> _PROBLEM_: Reproduce the first line of the material below and each line after it, exactly, through the line containing "pub enum IndicatorError", and give nothing more.

╭──

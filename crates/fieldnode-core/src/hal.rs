use std::collections::BTreeMap;
use std::net::IpAddr;

use async_trait::async_trait;
use serde::{Deserialize, Serialize};
use thiserror::Error;

#[derive(Debug, Clone, Error, PartialEq, Eq)]
pub enum HardwareError {
    #[error("adc channel {0} not configured")]
    ChannelUnavailable(u8),
    #[error("adc read timeout")]
    Timeout,
    #[error("adc error: {0}")]
    Other(String),
}

#[derive(Debug, Clone, Error, PartialEq, Eq)]
pub enum NetworkError {
    #[error("association rejected: {0}")]
    Rejected(String),
    #[error("association timeout")]
    Timeout,
    #[error("radio error: {0}")]
    Radio(String),
}

#[derive(Debug, Clone, Error, PartialEq, Eq)]
pub enum TransportError {
    #[error("not connected")]
    NotConnected,
    #[error("timeout")]
    Timeout,
    #[error("transport error: {0}")]
    Io(String),
    #[error("invalid payload: {0}")]
    Payload(String),
}

#[derive(Debug, Clone, Error, PartialEq, Eq)]
pub enum StorageError {
    #[error("storage unavailable: {0}")]
    Unavailable(String),
    #[error("type mismatch for {namespace}/{key}")]
    TypeMismatch { namespace: String, key: String },
    #[error("storage io error: {0}")]
    Io(String),
}

#[derive(Debug, Clone, Error, PartialEq, Eq)]
pub enum IndicatorError {
    #[error("status indicator unavailable: {0}")]
    Unavailable(String),
}

#[async_trait]
pub trait AnalogFrontend: Send + Sync {
    async fn read_raw(&self, channel: u8) -> Result<u16, HardwareError>;
    fn to_millivolts(&self, raw: u16) -> f32;
}

#[derive(Debug, Clone, PartialEq, Eq, Serialize, Deserialize)]
pub struct WifiCredentials {
    pub ssid: String,
    pub pass: String,
}

#[async_trait]
pub trait Network: Send + Sync {
    async fn connect(&self, credentials: &WifiCredentials) -> Result<(), NetworkError>;
    fn is_connected(&self) -> bool;
    fn local_address(&self) -> Option<IpAddr>;
}

#[derive(Debug, Clone, PartialEq, Eq)]
pub struct HttpResponse {
    pub status: u16,
    pub body: String,
}

impl HttpResponse {
    pub fn is_success(&self) -> bool {
        (200..300).contains(&self.status)
    }
}

#[async_trait]
pub trait HttpTransport: Send + Sync {
    async fn get(&self, url: &str) -> Result<HttpResponse, TransportError>;
    async fn post_json(&self, url: &str, body: &serde_json::Value) -> Result<HttpResponse, TransportError>;
}

#[derive(Debug, Clone, PartialEq, Eq)]
pub struct MqttMessage {
    pub topic: String,
    pub payload: Vec<u8>,
}

#[async_trait]
pub trait MqttTransport: Send {
    async fn connect(&mut self) -> Result<(), TransportError>;
    async fn subscribe(&mut self, topic: &str) -> Result<(), TransportError>;
    async fn publish(&mut self, topic: &str, payload: &[u8]) -> Result<(), TransportError>;
    /// Next inbound message. `Ok(None)` means the session ended and the
    /// caller should reconnect.
    async fn next_message(&mut self) -> Result<Option<MqttMessage>, TransportError>;
    fn is_connected(&self) -> bool;
}

#[derive(Debug, Clone, PartialEq, Serialize, Deserialize)]
#[serde(untagged)]
pub enum KvValue {
    Bool(bool),
    Int(i64),
    Float(f64),
    Text(String),
}

impl KvValue {
    pub fn as_i64(&self) -> Option<i64> {
        match self {
            KvValue::Int(v) => Some(*v),
            _ => None,
        }
    }

    pub fn as_f64(&self) -> Option<f64> {
        match self {
            KvValue::Float(v) => Some(*v),
            KvValue::Int(v) => Some(*v as f64),
            _ => None,
        }
    }

    pub fn as_bool(&self) -> Option<bool> {
        match self {
            KvValue::Bool(v) => Some(*v),
            KvValue::Int(v) => Some(*v != 0),
            _ => None,
        }
    }

    pub fn as_str(&self) -> Option<&str> {
        match self {
            KvValue::Text(v) => Some(v),
            _ => None,
        }
    }
}

/// Namespaced key-value store. Writes become durable on `commit`.
pub trait KvStore: Send + Sync {
    fn get(&self, namespace: &str, key: &str) -> Result<Option<KvValue>, StorageError>;
    fn set(&self, namespace: &str, key: &str, value: KvValue) -> Result<(), StorageError>;
    fn erase(&self, namespace: &str, key: &str) -> Result<(), StorageError>;
    fn commit(&self) -> Result<(), StorageError>;
}

pub type Namespaces = BTreeMap<String, BTreeMap<String, KvValue>>;

#[derive(Debug, Clone, Copy, PartialEq, Eq)]
pub struct Rgb(pub u8, pub u8, pub u8);

impl Rgb {
    pub fn scaled(self, brightness: u8) -> Rgb {
        let scale = |c: u8| ((u16::from(c) * u16::from(brightness)) / 255) as u8;
        Rgb(scale(self.0), scale(self.1), scale(self.2))
    }
}

pub trait StatusSink: Send {
    fn show(&mut self, color: Rgb) -> Result<(), IndicatorError>;
}

pub trait ResourceProbe: Send + Sync {
    fn free_heap(&self) -> Option<u64>;
    fn free_stack(&self) -> Option<u32>;
}
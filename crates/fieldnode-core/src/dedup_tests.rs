use std::time::Duration;

use tokio::time::Instant;

use crate::dedup::ErrorDeduplicator;
use crate::error_event::{ErrorEvent, ErrorSource, Severity};

fn sensor_event(code: &str, id: Option<i32>) -> ErrorEvent {
    ErrorEvent::new(ErrorSource::Sensor(id), code, Severity::Error, "read failed")
}

#[test]
fn repeated_submissions_are_suppressed_and_counted() {
    // Arrange
    let mut dedup = ErrorDeduplicator::new(20, Duration::from_secs(600));
    let event = sensor_event("SENSOR_READ_ERROR", Some(8));
    let now = Instant::now();

    // Act
    let first = dedup.is_duplicate_at(&event, now);
    dedup.mark_sent_at(&event, now);
    let second = dedup.is_duplicate_at(&event, now);
    let third = dedup.is_duplicate_at(&event, now);

    // Assert
    assert_eq!(first, (false, 1));
    assert_eq!(second, (true, 2));
    assert_eq!(third, (true, 3));
    assert_eq!(dedup.len(), 1);
    assert_eq!(dedup.occurrences(&event), Some(3));
}

#[test]
fn key_distinguishes_source_kind_and_id() {
    // Arrange
    let mut dedup = ErrorDeduplicator::new(20, Duration::from_secs(600));
    let now = Instant::now();
    let sensor_8 = sensor_event("X", Some(8));
    let sensor_9 = sensor_event("X", Some(9));
    let controller_8 = ErrorEvent::new(ErrorSource::Controller(Some(8)), "X", Severity::Error, "m");
    let system = ErrorEvent::new(ErrorSource::System, "X", Severity::Error, "m");
    let sensor_without_id = sensor_event("X", None);

    // Act
    let results: Vec<bool> = [&sensor_8, &sensor_9, &controller_8, &system, &sensor_without_id]
        .into_iter()
        .map(|event| dedup.is_duplicate_at(event, now).0)
        .collect();

    // Assert
    assert_eq!(results, vec![false; 5]);
    assert_eq!(dedup.len(), 5);
}

#[test]
fn expired_entry_makes_error_class_fresh_again() {
    // Arrange
    let window = Duration::from_secs(600);
    let mut dedup = ErrorDeduplicator::new(20, window);
    let event = sensor_event("HTTP_SEND_FAILED", Some(9));
    let start = Instant::now();
    dedup.is_duplicate_at(&event, start);
    dedup.mark_sent_at(&event, start);
    dedup.is_duplicate_at(&event, start);

    // Act
    let evicted = dedup.evict_expired(start + window + Duration::from_secs(1));
    let after = dedup.is_duplicate_at(&event, start + window + Duration::from_secs(2));

    // Assert
    assert_eq!(evicted, 1);
    assert_eq!(after, (false, 1));
}

#[test]
fn entry_inside_window_survives_sweep() {
    // Arrange
    let window = Duration::from_secs(600);
    let mut dedup = ErrorDeduplicator::new(20, window);
    let event = sensor_event("MEMORY_LOW", None);
    let start = Instant::now();
    dedup.is_duplicate_at(&event, start);

    // Act
    let evicted = dedup.evict_expired(start + window);

    // Assert
    assert_eq!(evicted, 0);
    assert_eq!(dedup.is_duplicate_at(&event, start + window), (true, 2));
}

#[test]
fn full_table_evicts_oldest_sent_entry() {
    // Arrange
    let mut dedup = ErrorDeduplicator::new(3, Duration::from_secs(600));
    let start = Instant::now();
    let events: Vec<ErrorEvent> = (0..3).map(|id| sensor_event("E", Some(id))).collect();
    for (offset, event) in events.iter().enumerate() {
        let at = start + Duration::from_secs(offset as u64);
        dedup.is_duplicate_at(event, at);
        dedup.mark_sent_at(event, at);
    }
    // Refresh the first one so the second becomes the oldest.
    dedup.mark_sent_at(&events[0], start + Duration::from_secs(10));

    // Act
    let newcomer = sensor_event("E", Some(99));
    let result = dedup.is_duplicate_at(&newcomer, start + Duration::from_secs(11));

    // Assert
    assert_eq!(result, (false, 1));
    assert_eq!(dedup.len(), 3);
    assert_eq!(dedup.occurrences(&events[1]), None);
    assert_eq!(dedup.occurrences(&events[0]), Some(1));
    assert_eq!(dedup.occurrences(&events[2]), Some(1));
}

#[test]
fn stale_entry_is_fresh_without_a_sweep() {
    // Arrange
    let window = Duration::from_secs(600);
    let mut dedup = ErrorDeduplicator::new(20, window);
    let event = sensor_event("SENSOR_READ_ERROR", Some(8));
    let start = Instant::now();
    dedup.is_duplicate_at(&event, start);
    dedup.mark_sent_at(&event, start);

    // Act
    let inside = dedup.is_duplicate_at(&event, start + window);
    let after = dedup.is_duplicate_at(&event, start + window + Duration::from_secs(1));

    // Assert
    assert_eq!(inside, (true, 2));
    assert_eq!(after, (false, 1));
    assert_eq!(dedup.len(), 1);
    assert_eq!(dedup.occurrences(&event), Some(1));
}
use std::fmt;

use serde::{Deserialize, Serialize};
use tokio::time::Instant;

use crate::config::CalibrationConfig;

#[derive(Debug, Clone, Copy, PartialEq, Eq, Hash, PartialOrd, Ord, Serialize, Deserialize)]
#[serde(rename_all = "snake_case")]
pub enum SensorKind {
    Humidity,
    Light,
}

impl SensorKind {
    pub const ALL: [SensorKind; 2] = [SensorKind::Humidity, SensorKind::Light];

    pub fn channel(self) -> u8 {
        match self {
            SensorKind::Humidity => 2,
            SensorKind::Light => 3,
        }
    }

    pub fn as_str(self) -> &'static str {
        match self {
            SensorKind::Humidity => "humidity",
            SensorKind::Light => "light",
        }
    }

    pub fn unit(self) -> &'static str {
        match self {
            SensorKind::Humidity => "%",
            SensorKind::Light => "LM%",
        }
    }

    pub fn storage_prefix(self) -> &'static str {
        match self {
            SensorKind::Humidity => "hum",
            SensorKind::Light => "light",
        }
    }

    pub fn to_percentage(self, raw: u16, calibration: &CalibrationConfig) -> f32 {
        match self {
            SensorKind::Humidity => {
                inverse_percentage(raw, calibration.humidity_wet, calibration.humidity_dry)
            }
            SensorKind::Light => {
                inverse_percentage(raw, calibration.light_dark, calibration.light_bright)
            }
        }
    }

    pub fn format_value(self, value: f32) -> String {
        match self {
            SensorKind::Humidity => format!("{:.1}", (value * 10.0).round() / 10.0),
            SensorKind::Light => format!("{:.2}", (value * 100.0).round() / 100.0),
        }
    }
}

impl fmt::Display for SensorKind {
    fn fmt(&self, f: &mut fmt::Formatter<'_>) -> fmt::Result {
        f.write_str(self.as_str())
    }
}

/// Linear interpolation where `full` maps to 100 % and `empty` to 0 %,
/// clamped on both ends. Both probes read lower raw values for "more".
fn inverse_percentage(raw: u16, full: u16, empty: u16) -> f32 {
    if raw <= full {
        return 100.0;
    }
    if raw >= empty {
        return 0.0;
    }
    let span = f32::from(empty - full);
    let pct = 100.0 - f32::from(raw - full) * 100.0 / span;
    pct.clamp(0.0, 100.0)
}

#[derive(Debug, Clone, PartialEq)]
pub struct SensorReading {
    pub kind: SensorKind,
    pub raw_sample: u16,
    pub physical_value: f32,
    pub converted_value: f32,
    pub captured_at: Instant,
    pub valid: bool,
}

impl SensorReading {
    pub fn new(kind: SensorKind, raw_sample: u16, millivolts: f32, calibration: &CalibrationConfig) -> Self {
        Self {
            kind,
            raw_sample,
            physical_value: millivolts,
            converted_value: kind.to_percentage(raw_sample, calibration),
            captured_at: Instant::now(),
            valid: true,
        }
    }
}
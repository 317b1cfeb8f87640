use std::future::Future;
use std::sync::Arc;

use async_trait::async_trait;
use tokio::task::JoinHandle;
use tokio::time::timeout;
use tracing::{info, warn};

use crate::config::NodeConfig;
use crate::context::{Collaborators, NodeContext, NodeParts};
use crate::hal::WifiCredentials;
use crate::sensor::SensorKind;
use crate::startup::{
    default_plan, Fallback, GateSignal, Stage, StageFailure, StageLauncher, StartupError, StartupReport,
    StartupSequencer,
};
use crate::status::{StatusIndicator, SystemState};
use crate::storage;
use crate::worker::WorkerKind;
use crate::workers::ingest::{connect_broker, IngestWorker};
use crate::workers::maintenance::{MaintenanceWorker, StorageRequest};
use crate::workers::reporting::ReportingWorker;
use crate::workers::sampling::SamplingWorker;
use crate::workers::{initial_check, network, sensor_setup};

pub const EXIT_RESTART: i32 = 75;

pub struct NodeRuntime {
    ctx: Arc<NodeContext>,
    parts: NodeParts,
    tasks: Vec<(&'static str, JoinHandle<()>)>,
}

impl NodeRuntime {
    pub fn new(config: NodeConfig, collaborators: Collaborators) -> Self {
        let (ctx, parts) = NodeContext::build(config, collaborators);
        Self {
            ctx,
            parts,
            tasks: Vec::new(),
        }
    }

    pub fn context(&self) -> &Arc<NodeContext> {
        &self.ctx
    }

    pub fn workers(&self) -> Vec<&'static str> {
        self.tasks.iter().map(|(name, _)| *name).collect()
    }

    pub fn provision(&self, credentials: WifiCredentials) -> bool {
        self.ctx
            .storage_requests
            .try_send(StorageRequest::SaveCredentials(credentials))
            .is_ok()
    }

    pub async fn start(&mut self) -> Result<StartupReport, StartupError> {
        let sequencer = StartupSequencer::new(default_plan(&self.ctx.config.timing));
        sequencer.run(self).await
    }

    pub async fn run(mut self) {
        let Some(supervisor) = self.parts.supervisor.take() else {
            warn!("supervisor already taken");
            return;
        };
        supervisor.run().await;
    }

    pub fn shutdown(&mut self) {
        for (name, task) in self.tasks.drain(..) {
            task.abort();
            info!(worker = name, "worker stopped");
        }
    }

    fn spawn<F>(&mut self, name: &'static str, task: F)
    where
        F: Future<Output = ()> + Send + 'static,
    {
        self.tasks.push((name, tokio::spawn(task)));
    }

    fn missing(what: &str) -> StageFailure {
        StageFailure(format!("{what} unavailable"))
    }

    fn require_gate(gate: Option<GateSignal>) -> Result<GateSignal, StageFailure> {
        gate.ok_or_else(|| Self::missing("stage gate"))
    }

    fn open_storage(&self) -> Result<(), StageFailure> {
        let credentials =
            storage::load_credentials(self.ctx.store.as_ref()).map_err(|err| StageFailure(err.to_string()))?;
        info!(provisioned = credentials.is_some(), "storage opened");
        Ok(())
    }

    fn launch_status_indicator(&mut self) -> Result<(), StageFailure> {
        let rx = self.parts.indicator.take().ok_or_else(|| Self::missing("status channel"))?;
        let sink = self
            .parts
            .status_sink
            .take()
            .ok_or_else(|| Self::missing("status indicator"))?;
        let indicator = StatusIndicator::new(rx, sink, self.ctx.registry.register(WorkerKind::StatusIndicator));
        self.spawn("status_indicator", indicator.run());
        self.ctx.status.set(SystemState::Init);
        Ok(())
    }

    fn launch_sensor_config(&mut self, gate: Option<GateSignal>) -> Result<(), StageFailure> {
        let writer = self.parts.writer.take().ok_or_else(|| Self::missing("configuration writer"))?;
        let handoff = self.parts.writer_tx.take().ok_or_else(|| Self::missing("writer handoff"))?;
        let ctx = self.ctx.clone();
        self.spawn("sensor_config", async move {
            let writer = sensor_setup::run(ctx, writer, gate).await;
            if handoff.send(writer).is_err() {
                warn!("configuration ingest gone, writer dropped");
            }
        });
        Ok(())
    }

    fn launch_reporting(&mut self) -> Result<(), StageFailure> {
        let pipeline = self.parts.pipeline.take().ok_or_else(|| Self::missing("error pipeline"))?;
        self.spawn("error_pipeline", pipeline.run(self.ctx.registry.register(WorkerKind::ErrorPipeline)));
        let reporting = ReportingWorker::new(self.ctx.clone());
        self.spawn("reporting", reporting.run(self.ctx.registry.register(WorkerKind::Reporting)));
        Ok(())
    }

    async fn launch_config_ingest(&mut self) -> Result<(), StageFailure> {
        let patches = self.parts.patches.take().ok_or_else(|| Self::missing("patch inbox"))?;
        let writer = self.parts.writer_rx.take().ok_or_else(|| Self::missing("writer handoff"))?;
        let mut mqtt = self.parts.mqtt.take();

        let connected = match mqtt.as_mut() {
            Some(client) => {
                match timeout(self.ctx.config.backend.timeout(), connect_broker(client.as_mut(), &self.ctx)).await {
                    Ok(Ok(())) => Ok(()),
                    Ok(Err(err)) => Err(StageFailure(format!("broker connect failed: {err}"))),
                    Err(_) => Err(StageFailure("broker connect timed out".to_string())),
                }
            }
            None => Err(Self::missing("broker")),
        };

        // Backend response patches still need a writer, so the worker runs
        // even without a broker.
        let worker = IngestWorker::new(self.ctx.clone(), writer, patches, mqtt, connected.is_ok());
        self.spawn("config_ingest", worker.run(self.ctx.registry.register(WorkerKind::ConfigIngest)));
        connected
    }

    fn launch_storage_maintenance(&mut self) -> Result<(), StageFailure> {
        let requests = self
            .parts
            .storage_requests
            .take()
            .ok_or_else(|| Self::missing("storage inbox"))?;
        let worker = MaintenanceWorker::new(self.ctx.clone(), requests);
        worker.open().map_err(|err| StageFailure(err.to_string()))?;
        self.spawn(
            "storage_maintenance",
            worker.run(self.ctx.registry.register(WorkerKind::StorageMaintenance)),
        );
        Ok(())
    }
}

#[async_trait]
impl StageLauncher for NodeRuntime {
    async fn launch(&mut self, stage: Stage, gate: Option<GateSignal>) -> Result<(), StageFailure> {
        match stage {
            Stage::Storage => self.open_storage(),
            Stage::StatusIndicator => self.launch_status_indicator(),
            Stage::InitialCheck => {
                let gate = Self::require_gate(gate)?;
                let ctx = self.ctx.clone();
                self.spawn("initial_check", async move {
                    let report = initial_check::run(ctx, gate).await;
                    info!(
                        ok = report.channels_ok.len(),
                        failed = report.channels_failed.len(),
                        memory_low = report.memory_low,
                        "initial check finished"
                    );
                });
                Ok(())
            }
            Stage::Network => {
                let pause = self.ctx.registry.register(WorkerKind::Network);
                self.spawn("network", network::run(self.ctx.clone(), gate, pause));
                Ok(())
            }
            Stage::SensorConfig => self.launch_sensor_config(gate),
            Stage::Sampling => {
                for kind in SensorKind::ALL {
                    let worker = SamplingWorker::new(kind, self.ctx.clone());
                    let pause = self.ctx.registry.register(WorkerKind::Sampling);
                    self.spawn(kind.as_str(), worker.run(pause));
                }
                Ok(())
            }
            Stage::Reporting => self.launch_reporting(),
            Stage::ConfigIngest => self.launch_config_ingest().await,
            Stage::StorageMaintenance => self.launch_storage_maintenance(),
        }
    }

    async fn apply_fallback(&mut self, stage: Stage, fallback: Fallback) {
        match fallback {
            Fallback::RelyOnWorkerRetry => {
                warn!(%stage, "continuing offline, worker keeps retrying");
                self.ctx.status.set(SystemState::WaitingWifi);
                self.ctx
                    .supervisor
                    .send_status(WorkerKind::Supervisor, format!("{stage} not ready, continuing"));
            }
            Fallback::CompiledDefaults => {
                // Configs start out as defaults; the loader overwrites them when it finishes.
                warn!(%stage, "continuing with compiled-in sensor defaults");
            }
        }
    }

    async fn ready(&mut self) {
        info!(workers = self.tasks.len(), "system ready");
        self.ctx.supervisor.send_status(WorkerKind::Supervisor, "system ready");
    }
}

╰──

> _SOLUTION FOR THIS TASK_:
filename crates/fieldnode-core/src/hal.rs
use std::collections::BTreeMap;
use std::net::IpAddr;

use async_trait::async_trait;
use serde::{Deserialize, Serialize};
use thiserror::Error;

#[derive(Debug, Clone, Error, PartialEq, Eq)]
pub enum HardwareError {
    #[error("adc channel {0} not configured")]
    ChannelUnavailable(u8),
    #[error("adc read timeout")]
    Timeout,
    #[error("adc error: {0}")]
    Other(String),
}

#[derive(Debug, Clone, Error, PartialEq, Eq)]
pub enum NetworkError {
    #[error("association rejected: {0}")]
    Rejected(String),
    #[error("association timeout")]
    Timeout,
    #[error("radio error: {0}")]
    Radio(String),
}

#[derive(Debug, Clone, Error, PartialEq, Eq)]
pub enum TransportError {
    #[error("not connected")]
    NotConnected,
    #[error("timeout")]
    Timeout,
    #[error("transport error: {0}")]
    Io(String),
    #[error("invalid payload: {0}")]
    Payload(String),
}

#[derive(Debug, Clone, Error, PartialEq, Eq)]
pub enum StorageError {
    #[error("storage unavailable: {0}")]
    Unavailable(String),
    #[error("type mismatch for {namespace}/{key}")]
    TypeMismatch { namespace: String, key: String },
    #[error("storage io error: {0}")]
    Io(String),
}

#[derive(Debug, Clone, Error, PartialEq, Eq)]
pub enum IndicatorError {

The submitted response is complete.